PDF to Markdown conversion and quote-to-bbox resolution.
- Convert: Send PDF pages to a vision-capable LLM (via Pydantic AI) to produce clean Markdown with
<!--page-->markers between pages. - Resolve: Given verbatim quote strings, locate them in the source PDF and return bounding box coordinates. Uses pypdfium2 for per-character bbox extraction and seq-smith for Smith-Waterman alignment.
import asyncio
from groundmark import DocumentIndex
from groundmark.convert import Config, convert
async def main():
pdf_bytes = open("document.pdf", "rb").read()
# PDF -> Markdown (requires pydantic-ai, install with e.g. groundmark[bedrock])
result = await convert(pdf_bytes, Config(model="bedrock:au.anthropic.claude-sonnet-4-6"))

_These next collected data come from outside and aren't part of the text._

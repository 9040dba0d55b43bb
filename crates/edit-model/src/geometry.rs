//! Rectangles for layer placement and source cropping.
//!
//! [`LayerRect`] is normalized to the output canvas (`0.0..=1.0`).
//! [`CropWindow`] is in source pixels.

use serde::{Deserialize, Serialize};

/// A rectangle on the output canvas, normalized to `[0.0, 1.0]`.
#[derive(Debug, Clone, Copy, PartialEq, Serialize, Deserialize)]
pub struct LayerRect {
    /// Left edge (normalized).
    pub x: f64,
    /// Top edge (normalized).
    pub y: f64,
    /// Width (normalized).
    pub width: f64,
    /// Height (normalized).
    pub height: f64,
}

impl LayerRect {
    /// The whole canvas.
    pub const FULL: LayerRect = LayerRect {
        x: 0.0,
        y: 0.0,
        width: 1.0,
        height: 1.0,
    };

    /// Create a rect, clamping values to the canvas.
    pub fn new(x: f64, y: f64, width: f64, height: f64) -> Self {
        let width = width.clamp(0.01, 1.0);
        let height = height.clamp(0.01, 1.0);
        Self {
            x: x.clamp(0.0, 1.0 - width),
            y: y.clamp(0.0, 1.0 - height),
            width,
            height,
        }
    }

    /// Clamp an arbitrary (possibly user-supplied) rect onto the canvas.
    pub fn clamped(&self) -> Self {
        Self::new(self.x, self.y, self.width, self.height)
    }

    /// Pixel rectangle `(x, y, w, h)` on a canvas, with even sizes.
    pub fn to_pixels(&self, canvas_w: u32, canvas_h: u32) -> (u32, u32, u32, u32) {
        let r = self.clamped();
        let w = even((r.width * canvas_w as f64).round() as u32).max(2);
        let h = even((r.height * canvas_h as f64).round() as u32).max(2);
        let x = (r.x * canvas_w as f64).round() as u32;
        let y = (r.y * canvas_h as f64).round() as u32;
        (x.min(canvas_w.saturating_sub(w)), y.min(canvas_h.saturating_sub(h)), w, h)
    }
}

impl Default for LayerRect {
    fn default() -> Self {
        Self::FULL
    }
}

/// A crop window inside the source frame, in pixels.
#[derive(Debug, Clone, Copy, PartialEq, Eq, Serialize, Deserialize)]
pub struct CropWindow {
    pub x: u32,
    pub y: u32,
    pub w: u32,
    pub h: u32,
}

impl CropWindow {
    /// Largest window of the given aspect (width / height) that fits the source.
    pub fn largest_for_aspect(source_w: u32, source_h: u32, aspect: f64) -> Self {
        let source_w = source_w.max(2);
        let source_h = source_h.max(2);
        let source_aspect = source_w as f64 / source_h as f64;
        let (w, h) = if source_aspect > aspect {
            (
                even((source_h as f64 * aspect).round() as u32).clamp(2, source_w),
                even(source_h).max(2),
            )
        } else {
            (
                even(source_w).max(2),
                even((source_w as f64 / aspect).round() as u32).clamp(2, source_h),
            )
        };
        Self {
            x: (source_w - w) / 2,
            y: (source_h - h) / 2,
            w,
            h,
        }
    }

    /// Move the window so its center sits at `(cx, cy)`, clamped to the source bounds.
    pub fn centered_on(self, cx: f64, cy: f64, source_w: u32, source_h: u32) -> Self {
        let max_x = source_w.saturating_sub(self.w) as f64;
        let max_y = source_h.saturating_sub(self.h) as f64;
        let x = (cx - self.w as f64 / 2.0).clamp(0.0, max_x).round() as u32;
        let y = (cy - self.h as f64 / 2.0).clamp(0.0, max_y).round() as u32;
        Self { x, y, ..self }
    }

    /// Center point of the window.
    pub fn center(&self) -> (f64, f64) {
        (
            self.x as f64 + self.w as f64 / 2.0,
            self.y as f64 + self.h as f64 / 2.0,
        )
    }
}

/// Round down to an even number (encoders reject odd chroma dimensions).
pub fn even(value: u32) -> u32 {
    value & !1
}

#[cfg(test)]
mod tests {
    use super::*;

    #[test]
    fn test_largest_window_for_portrait_from_landscape() {
        let crop = CropWindow::largest_for_aspect(1920, 1080, 9.0 / 16.0);
        assert_eq!(crop.h, 1080);
        assert_eq!(crop.w, 608);
        assert_eq!(crop.x, (1920 - 608) / 2);
        assert!(crop.x + crop.w <= 1920);
    }

    #[test]
    fn test_largest_window_for_landscape_from_portrait() {
        let crop = CropWindow::largest_for_aspect(1080, 1920, 16.0 / 9.0);
        assert_eq!(crop.w, 1080);
        assert_eq!(crop.h, 608);
        assert!(crop.y + crop.h <= 1920);
    }

    #[test]
    fn test_centered_on_clamps_to_bounds() {
        let crop = CropWindow::largest_for_aspect(1920, 1080, 9.0 / 16.0);
        let left = crop.centered_on(10.0, 540.0, 1920, 1080);
        assert_eq!(left.x, 0);
        let right = crop.centered_on(1910.0, 540.0, 1920, 1080);
        assert_eq!(right.x + right.w, 1920);
        let middle = crop.centered_on(960.0, 540.0, 1920, 1080);
        assert!((middle.center().0 - 960.0).abs() <= 1.0);
    }

    #[test]
    fn test_layer_rect_to_pixels() {
        let rect = LayerRect::new(0.5, 0.25, 0.25, 0.5);
        assert_eq!(rect.to_pixels(1080, 1920), (540, 480, 270, 960));
        assert_eq!(LayerRect::FULL.to_pixels(1080, 1920), (0, 0, 1080, 1920));
    }

    #[test]
    fn test_layer_rect_clamps_overflow() {
        let rect = LayerRect::new(0.9, 0.9, 0.5, 0.5);
        assert!(rect.x + rect.width <= 1.0 + 1e-9);
        assert!(rect.y + rect.height <= 1.0 + 1e-9);
    }
}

print(result.markdown[:500])
# Resolve verbatim quotes to PDF bounding boxes
doc = DocumentIndex(pdf_bytes)
resolved = doc.resolve(["the patient presented with"])

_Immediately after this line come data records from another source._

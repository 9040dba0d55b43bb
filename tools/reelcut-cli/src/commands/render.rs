//! Render an edit spec to video.

use std::io::Write;
use std::path::PathBuf;

use reelcut_common::AppConfig;
use reelcut_render_engine::{cancel_pair, ProgressCallback, RenderProgress, Renderer};

pub async fn run(config: AppConfig, spec: PathBuf, output: Option<PathBuf>) -> anyhow::Result<()> {
    println!("Rendering edit spec: {}", spec.display());

    let mut edit = super::load_spec(&spec)?;
    if output.is_some() {
        edit.output_path = output;
    }

    println!("  Source: {}", edit.source_path.display());
    println!("  Format: {}", edit.target_format);
    println!(
        "  Trim: {}ms - {}ms",
        edit.trim_start_ms, edit.trim_end_ms
    );

    let (handle, signal) = cancel_pair();
    tokio::spawn(async move {
        if tokio::signal::ctrl_c().await.is_ok() {
            tracing::info!("Interrupt received; cancelling render");
            handle.cancel();
        }
    });

    let progress_cb: ProgressCallback = Box::new(|p: RenderProgress| {
        let eta = p
            .eta_secs
            .map(|eta| format!(", ETA: {eta:.0}s"))
            .unwrap_or_default();
        print!("\r  Progress: {:>5.1}% ({:?}{eta})    ", p.percent, p.stage);
        let _ = std::io::stdout().flush();
    });

    let renderer = Renderer::new(config);
    match renderer.render(&edit, Some(progress_cb), Some(signal)).await {
        Ok(path) => {
            println!("\nRender complete: {}", path.display());
            Ok(())
        }
        Err(e) => {
            println!();
            Err(anyhow::anyhow!("Render failed: {e}"))
        }
    }
}
//! Advanced SubStation Alpha (ASS) document model and writer.

use std::path::Path;

use reelcut_common::{ReelcutError, ReelcutResult};
use serde::Serialize;

/// Style name used for caption cues.
pub const CAPTION_STYLE: &str = "Caption";
/// Style name used for the hook headline.
pub const HOOK_STYLE: &str = "Hook";

const STYLE_FORMAT: &str = "Format: Name, Fontname, Fontsize, PrimaryColour, SecondaryColour, \
OutlineColour, BackColour, Bold, Italic, Underline, StrikeOut, ScaleX, ScaleY, Spacing, Angle, \
BorderStyle, Outline, Shadow, Alignment, MarginL, MarginR, MarginV, Encoding";

const EVENT_FORMAT: &str =
    "Format: Layer, Start, End, Style, Name, MarginL, MarginR, MarginV, Effect, Text";

/// One `Style:` row.
#[derive(Debug, Clone, PartialEq, Serialize)]
pub struct AssStyle {
    pub name: String,
    pub font_name: String,
    pub font_size: u32,
    /// `&HAABBGGRR`
    pub primary_colour: String,
    pub secondary_colour: String,
    pub outline_colour: String,
    pub back_colour: String,
    pub bold: bool,
    pub outline: f64,
    pub shadow: f64,
    /// Numpad alignment (2 = bottom center, 5 = middle, 8 = top center).
    pub alignment: u8,
    pub margin_h: u32,
    pub margin_v: u32,
}

impl AssStyle {
    fn to_line(&self) -> String {
        format!(
            "Style: {},{},{},{},{},{},{},{},0,0,0,100,100,0,0,1,{:.1},{:.1},{},{},{},{},1",
            self.name,
            self.font_name,
            self.font_size,
            self.primary_colour,
            self.secondary_colour,
            self.outline_colour,
            self.back_colour,
            if self.bold { -1 } else { 0 },
            self.outline,
            self.shadow,
            self.alignment,
            self.margin_h,
            self.margin_h,
            self.margin_v,
        )
    }
}

/// One `Dialogue:` event in clip time.
#[derive(Debug, Clone, PartialEq, Eq, Serialize)]
pub struct SubtitleCue {
    pub start_ms: u64,
    pub end_ms: u64,
    pub style_id: String,
    /// Escaped text including override tags.
    pub rendered_text: String,
}

/// A complete subtitle track.
#[derive(Debug, Clone, PartialEq, Serialize)]
pub struct SubtitleFile {
    pub play_res_x: u32,
    pub play_res_y: u32,
    pub styles: Vec<AssStyle>,
    pub cues: Vec<SubtitleCue>,
}

impl SubtitleFile {
    pub fn is_empty(&self) -> bool {
        self.cues.is_empty()
    }

    /// Render the document.
    pub fn to_ass(&self) -> String {
        let mut out = String::new();
        out.push_str("[Script Info]\n");
        out.push_str("ScriptType: v4.00+\n");
        out.push_str(&format!("PlayResX: {}\n", self.play_res_x));
        out.push_str(&format!("PlayResY: {}\n", self.play_res_y));
        out.push_str("WrapStyle: 0\n");
        out.push_str("ScaledBorderAndShadow: yes\n\n");

        out.push_str("[V4+ Styles]\n");
        out.push_str(STYLE_FORMAT);
        out.push('\n');
        for style in &self.styles {
            out.push_str(&style.to_line());
            out.push('\n');
        }
        out.push('\n');

        out.push_str("[Events]\n");
        out.push_str(EVENT_FORMAT);
        out.push('\n');
        for cue in &self.cues {
            out.push_str(&format!(
                "Dialogue: 0,{},{},{},,0,0,0,,{}\n",
                format_timestamp(cue.start_ms),
                format_timestamp(cue.end_ms),
                cue.style_id,
                cue.rendered_text,
            ));
        }
        out
    }

    /// Write the document to `path`.
    pub fn save(&self, path: &Path) -> ReelcutResult<()> {
        std::fs::write(path, self.to_ass())?;
        Ok(())
    }
}

/// Format milliseconds as an ASS timestamp: `H:MM:SS.cc`.
pub fn format_timestamp(ms: u64) -> String {
    let centis = ms / 10;
    let hours = centis / 360_000;
    let minutes = (centis % 360_000) / 6_000;
    let seconds = (centis % 6_000) / 100;
    let cs = centis % 100;
    format!("{hours}:{minutes:02}:{seconds:02}.{cs:02}")
}

/// Convert `#RRGGBB` to ASS `&H00BBGGRR`.
pub fn ass_color(hex: &str) -> ReelcutResult<String> {
    let digits = hex.trim().trim_start_matches('#');
    if digits.len() != 6 || !digits.chars().all(|c| c.is_ascii_hexdigit()) {
        return Err(ReelcutError::graph(format!(
            "Invalid caption color '{hex}', expected #RRGGBB"
        )));
    }
    let upper = digits.to_ascii_uppercase();
    let (r, g, b) = (&upper[0..2], &upper[2..4], &upper[4..6]);
    Ok(format!("&H00{b}{g}{r}"))
}

/// Make user text safe for a `Dialogue:` line.
///
/// Braces would open override blocks and backslashes would start tags.
pub fn escape_text(text: &str) -> String {
    let mut out = String::with_capacity(text.len());
    for c in text.chars() {
        match c {
            '{' => out.push('('),
            '}' => out.push(')'),
            '\\' => out.push('/'),
            '\r' => {}
            '\n' => out.push_str("\\N"),
            other => out.push(other),
        }
    }
    out
}

#[cfg(test)]
mod tests {
    use super::*;

    #[test]
    fn test_timestamp_formatting() {
        assert_eq!(format_timestamp(0), "0:00:00.00");
        assert_eq!(format_timestamp(1_234), "0:00:01.23");
        assert_eq!(format_timestamp(3_723_456), "1:02:03.45");
        assert_eq!(format_timestamp(59_999), "0:00:59.99");
    }

    #[test]
    fn test_color_conversion() {
        assert_eq!(ass_color("#FFE000").unwrap(), "&H0000E0FF");
        assert_eq!(ass_color("#0a0B0c").unwrap(), "&H000C0B0A");
        assert!(ass_color("#FFF").is_err());
        assert!(ass_color("#GG0000").is_err());
    }

    #[test]
    fn test_escape_text() {
        assert_eq!(escape_text("a{b}c"), "a(b)c");
        assert_eq!(escape_text("line one\r\nline two"), "line one\\Nline two");
        assert_eq!(escape_text("\\fs99 big"), "/fs99 big");
    }

    #[test]
    fn test_document_layout() {
        let file = SubtitleFile {
            play_res_x: 1080,
            play_res_y: 1920,
            styles: vec![],
            cues: vec![SubtitleCue {
                start_ms: 0,
                end_ms: 1_500,
                style_id: CAPTION_STYLE.to_string(),
                rendered_text: "Hello".to_string(),
            }],
        };
        let text = file.to_ass();
        assert!(text.starts_with("[Script Info]\n"));
        assert!(text.contains("PlayResX: 1080\nPlayResY: 1920\n"));
        assert!(text.contains("Dialogue: 0,0:00:00.00,0:00:01.50,Caption,,0,0,0,,Hello\n"));

        let dir = tempfile::tempdir().unwrap();
        let path = dir.path().join("captions.ass");
        file.save(&path).unwrap();
        assert_eq!(std::fs::read_to_string(&path).unwrap(), text);
    }
}
//! Whole-program compilation: video and audio graphs built side by side,
//! then merged over their shared source input.

use std::path::PathBuf;

use reelcut_common::{ReelcutError, ReelcutResult, RenderDefaults};
use reelcut_edit_model::{ClipSpec, SubjectRegion};

use crate::audio::compile_audio;
use crate::graph::{MediaInput, RenderProgram};
use crate::probe::MediaProbe;
use crate::video::compile_video;

/// Files and settings resolved before compilation.
#[derive(Debug, Clone)]
pub struct RenderAssets {
    /// Written subtitle file. `None` when there are no cues.
    pub subtitle_path: Option<PathBuf>,
    pub fonts_dir: Option<PathBuf>,
    /// One decoded image per sticker layer, in layer order.
    pub sticker_paths: Vec<PathBuf>,
    pub sfx_path: Option<PathBuf>,
    pub auto_zoom_max: f64,
}

impl Default for RenderAssets {
    fn default() -> Self {
        Self {
            subtitle_path: None,
            fonts_dir: None,
            sticker_paths: Vec::new(),
            sfx_path: None,
            auto_zoom_max: RenderDefaults::default().auto_zoom_max,
        }
    }
}

/// Input 0 of both graphs: the source, seeked and cut to the trim window.
pub fn source_input(clip: &ClipSpec) -> MediaInput {
    MediaInput::trimmed(&clip.source_path, clip.trim_start_ms, clip.source_span_ms())
}

/// Compile `clip` into one validated encoder program.
///
/// The two halves share nothing mutable, so they are built on separate
/// threads and joined before the merge.
pub fn compile_program(
    clip: &ClipSpec,
    probe: &MediaProbe,
    subjects: &[SubjectRegion],
    assets: &RenderAssets,
) -> ReelcutResult<RenderProgram> {
    let (video, audio) = std::thread::scope(|scope| {
        let video = scope.spawn(|| compile_video(clip, probe, subjects, assets));
        let audio = compile_audio(clip, probe, assets.sfx_path.as_deref());
        (video.join(), audio)
    });

    let video = video.map_err(|_| ReelcutError::graph("video graph compilation panicked"))??;
    let audio = audio?;

    let program = RenderProgram::merge(video, audio, clip.duration_ms)?;
    tracing::info!(
        nodes = program.graph.nodes.len(),
        inputs = program.graph.inputs.len(),
        duration_ms = program.duration_ms,
        "Compiled render program"
    );
    Ok(program)
}
impl ClipSpec {
    /// Validate `spec` and translate it to clip time.
    pub fn from_edit(spec: &EditSpec) -> ReelcutResult<Self> {
        validate(spec)?;

        let timeline = ClipTimeline::new(spec.trim_start_ms, spec.trim_end_ms, spec.speed);
        let duration_ms = timeline.duration_ms();
        if duration_ms == 0 {
            return Err(ReelcutError::graph(
                "Clip duration resolves to zero milliseconds",
            ));
        }

        let keyframes = spec
            .keyframes
            .iter()
            .filter_map(|kf| translate_keyframe(&timeline, spec.trim_start_ms, kf))
            .collect();

        let broll = spec
            .broll_layers
            .iter()
            .filter_map(|layer| {
                let window = timeline.window(layer.start_ms, layer.end_ms)?;
                let cut_ms = spec.trim_start_ms.saturating_sub(layer.start_ms);
                Some(ClipBroll {
                    path: layer.path.clone(),
                    window,
                    source_offset_ms: layer.source_offset_ms.saturating_add(cut_ms),
                    rect: layer.rect.unwrap_or(LayerRect::FULL).clamped(),
                    opacity: layer.opacity,
                })
            })
            .collect();

        let stickers = spec
            .sticker_layers
            .iter()
            .filter_map(|layer| {
                Some(ClipSticker {
                    source: layer.source.clone(),
                    window: timeline.window(layer.start_ms, layer.end_ms)?,
                    rect: layer.rect.clamped(),
                })
            })
            .collect();

        let segments = spec
            .text_segments
            .iter()
            .filter_map(|segment| translate_segment(&timeline, segment))
            .collect();

        Ok(Self {
            source_path: spec.source_path.clone(),
            trim_start_ms: spec.trim_start_ms,
            trim_end_ms: spec.trim_end_ms,
            duration_ms,
            target_format: spec.target_format,
            speed: spec.speed,
            mute: spec.mute,
            volume: spec.volume,
            color_filter: spec.color_filter,
            keyframes,
            auto_zoom: spec.auto_zoom,
            default_zoom: spec.default_zoom,
            subject_framing: spec.subject_framing,
            subject_count: spec.subject_count,
            broll,
            stickers,
            segments,
            caption_style: spec.caption_style.clone(),
            hook_text: spec
                .hook_text
                .as_ref()
                .map(|text| text.trim().to_string())
                .filter(|text| !text.is_empty()),
            hook_duration_ms: spec.hook_duration_ms,
            music: spec.audio_track.clone(),
            enhance_audio: spec.enhance_audio,
            sfx_enabled: spec.sfx_enabled,
            sfx_path: spec.sfx_path.clone(),
            ducking_enabled: spec.ducking_enabled,
            watermark: spec.watermark.clone(),
        })
    }

    pub fn duration_secs(&self) -> f64 {
        self.duration_ms as f64 / 1000.0
    }

    /// Trim length in source milliseconds.
    pub fn source_span_ms(&self) -> u64 {
        self.trim_end_ms - self.trim_start_ms
    }

    /// Clip times at which a caption segment begins.
    pub fn caption_onsets(&self) -> Vec<u64> {
        let mut onsets: Vec<u64> = self
            .segments
            .iter()
            .filter(|segment| segment.starts_in_clip)
            .map(|segment| segment.window.start_ms)
            .collect();
        onsets.sort_unstable();
        onsets.dedup();
        onsets
    }
}

fn translate_keyframe(
    timeline: &ClipTimeline,
    trim_start_ms: u64,
    kf: &ZoomKeyframe,
) -> Option<ClipKeyframe> {
    let window = timeline.window(kf.start_ms, kf.end_ms)?;
    // Re-derive the zoom at the trimmed edges so partially cut ramps stay continuous.
    let source_span = (kf.end_ms - kf.start_ms) as f64;
    let zoom_at_source = |t: u64| {
        let progress = (t.saturating_sub(kf.start_ms) as f64 / source_span).clamp(0.0, 1.0);
        kf.zoom_start + (kf.zoom_end - kf.zoom_start) * progress
    };
    let start_source = kf.start_ms.max(trim_start_ms);
    let end_source = kf.end_ms.min(timeline.trim_end_ms);
    Some(ClipKeyframe {
        window,
        zoom_start: zoom_at_source(start_source),
        zoom_end: zoom_at_source(end_source),
    })
}

fn translate_segment(timeline: &ClipTimeline, segment: &TextSegment) -> Option<ClipSegment> {
    let window = timeline.window(segment.start_ms, segment.end_ms)?;
    let words = segment
        .words
        .iter()
        .filter_map(|word| {
            let end = word.end_ms.max(word.start_ms.saturating_add(1));
            let word_window = timeline.window(word.start_ms, end)?;
            Some(ClipWord {
                text: word.text.clone(),
                window: ClipWindow {
                    start_ms: word_window.start_ms.clamp(window.start_ms, window.end_ms),
                    end_ms: word_window.end_ms.clamp(window.start_ms, window.end_ms),
                },
            })
        })
        .filter(|word| !word.text.trim().is_empty())
        .collect();

    Some(ClipSegment {
        text: segment.text.clone(),
        window,
        words,
        starts_in_clip: timeline.contains(segment.start_ms),
    })
}

fn validate(spec: &EditSpec) -> ReelcutResult<()> {
    if spec.trim_end_ms <= spec.trim_start_ms {
        return Err(ReelcutError::graph(format!(
            "trimEndMs ({}) must be greater than trimStartMs ({})",
            spec.trim_end_ms, spec.trim_start_ms
        )));
    }
    if !spec.speed.is_finite() || spec.speed <= 0.0 {
        return Err(ReelcutError::graph(format!(
            "speed must be a positive number, got {}",
            spec.speed
        )));
    }
    if !spec.volume.is_finite() || spec.volume < 0.0 {
        return Err(ReelcutError::graph(format!(
            "volume must be non-negative, got {}",
            spec.volume
        )));
    }
    if !spec.default_zoom.is_finite() || spec.default_zoom < 1.0 {
        return Err(ReelcutError::graph(format!(
            "defaultZoom must be at least 1.0, got {}",
            spec.default_zoom
        )));
    }
    if spec.subject_count == 0 || spec.subject_count > MAX_SUBJECTS {
        return Err(ReelcutError::graph(format!(
            "subjectCount must be between 1 and {MAX_SUBJECTS}, got {}",
            spec.subject_count
        )));
    }
    if let Some((field, value)) = spec.color_filter.out_of_range() {
        return Err(ReelcutError::graph(format!(
            "colorFilter.{field} out of range: {value}"
        )));
    }

    validate_keyframes(&spec.keyframes)?;

    for (i, layer) in spec.broll_layers.iter().enumerate() {
        check_range(&format!("brollLayers[{i}]"), layer.start_ms, layer.end_ms)?;
        check_unit(&format!("brollLayers[{i}].opacity"), layer.opacity)?;
        if let Some(rect) = &layer.rect {
            check_rect(&format!("brollLayers[{i}].rect"), rect)?;
        }
    }
    for (i, layer) in spec.sticker_layers.iter().enumerate() {
        check_range(&format!("stickerLayers[{i}]"), layer.start_ms, layer.end_ms)?;
        check_rect(&format!("stickerLayers[{i}].rect"), &layer.rect)?;
        if let StickerSource::DataUrl(url) = &layer.source {
            if !url.starts_with("data:image/") || !url.contains(";base64,") {
                return Err(ReelcutError::graph(format!(
                    "stickerLayers[{i}].source is not a base64 image data URL"
                )));
            }
        }
    }
    for (i, segment) in spec.text_segments.iter().enumerate() {
        check_range(&format!("textSegments[{i}]"), segment.start_ms, segment.end_ms)?;
        if let Some(word) = segment.words.iter().find(|w| w.end_ms < w.start_ms) {
            return Err(ReelcutError::graph(format!(
                "textSegments[{i}] word '{}' ends before it starts",
                word.text
            )));
        }
    }
    if let Some(track) = &spec.audio_track {
        if !track.volume.is_finite() || track.volume < 0.0 {
            return Err(ReelcutError::graph(format!(
                "audioTrack.volume must be non-negative, got {}",
                track.volume
            )));
        }
    }
    if let Some(watermark) = &spec.watermark {
        if !(watermark.width_ratio > 0.0 && watermark.width_ratio <= 1.0) {
            return Err(ReelcutError::graph(format!(
                "watermark.widthRatio must be in (0, 1], got {}",
                watermark.width_ratio
            )));
        }
        check_unit("watermark.opacity", watermark.opacity)?;
        check_unit("watermark.marginRatio", watermark.margin_ratio)?;
    }
    Ok(())
}

/// Keyframe windows may leave gaps but must not overlap.
fn validate_keyframes(keyframes: &[ZoomKeyframe]) -> ReelcutResult<()> {
    for (i, kf) in keyframes.iter().enumerate() {
        check_range(&format!("keyframes[{i}]"), kf.start_ms, kf.end_ms)?;
        for (name, zoom) in [("zoomStart", kf.zoom_start), ("zoomEnd", kf.zoom_end)] {
            if !zoom.is_finite() || zoom < 1.0 {
                return Err(ReelcutError::graph(format!(
                    "keyframes[{i}].{name} must be at least 1.0, got {zoom}"
                )));
            }
        }
    }

    let mut ordered: Vec<(usize, &ZoomKeyframe)> = keyframes.iter().enumerate().collect();
    ordered.sort_by_key(|(_, kf)| kf.start_ms);
    for pair in ordered.windows(2) {
        let (a_idx, a) = pair[0];
        let (b_idx, b) = pair[1];
        if b.start_ms < a.end_ms {
            return Err(ReelcutError::graph(format!(
                "keyframes[{a_idx}] ({}..{}ms) overlaps keyframes[{b_idx}] ({}..{}ms)",
                a.start_ms, a.end_ms, b.start_ms, b.end_ms
            )));
        }
    }
    Ok(())
}

fn check_range(what: &str, start_ms: u64, end_ms: u64) -> ReelcutResult<()> {
    if end_ms <= start_ms {
        return Err(ReelcutError::graph(format!(
            "{what}: endMs ({end_ms}) must be greater than startMs ({start_ms})"
        )));
    }
    Ok(())
}

fn check_unit(what: &str, value: f64) -> ReelcutResult<()> {
    if !(0.0..=1.0).contains(&value) {
        return Err(ReelcutError::graph(format!(
            "{what} must be within [0, 1], got {value}"
        )));
    }
    Ok(())
}

fn check_rect(what: &str, rect: &LayerRect) -> ReelcutResult<()> {
    let values = [rect.x, rect.y, rect.width, rect.height];
    if values.iter().any(|v| !v.is_finite()) || rect.width <= 0.0 || rect.height <= 0.0 {
        return Err(ReelcutError::graph(format!(
            "{what} must have finite coordinates and a positive size"
        )));
    }
    Ok(())
}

# -> {"the patient presented with": [(page, BBox(top, left, bottom, right)), ...]}
# The DocumentIndex can be reused for multiple resolve calls against the same PDF
more = doc.resolve(["another quote from the same paper"])

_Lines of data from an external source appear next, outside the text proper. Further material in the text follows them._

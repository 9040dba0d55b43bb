//! Reelcut Common Utilities
//!
//! Shared infrastructure for all Reelcut crates:
//! - Error types and result aliases
//! - Tracing/logging initialization
//! - Configuration loading
//! - Per-render temporary file scoping

pub mod config;
pub mod error;
pub mod logging;
pub mod temp;

pub use config::*;
pub use error::*;
pub use temp::TempScope;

if __name__ == "__main__":
asyncio.run(main())# Resolve only (no LLM dependencies)
uv add groundmark
# With LLM provider extra(s) for conversion
uv add groundmark --extra anthropic,bedrock,google,openaiThe LLM call for PDF-to-Markdown conversion can take several minutes for large documents, especially with Opus on Bedrock. Timeout defaults by provider:
| Provider | Default | Environment Variable |
|---|---|---|
| Bedrock (boto3) | 300s | AWS_READ_TIMEOUT |
| Anthropic (httpx) | 600s | — (use ModelSettings(timeout=...)) |
For Bedrock with Opus, 300s may not be enough. Set a higher timeout:
export AWS_READ_TIMEOUT=600This project is licensed under the MIT License - see the LICENSE file for details.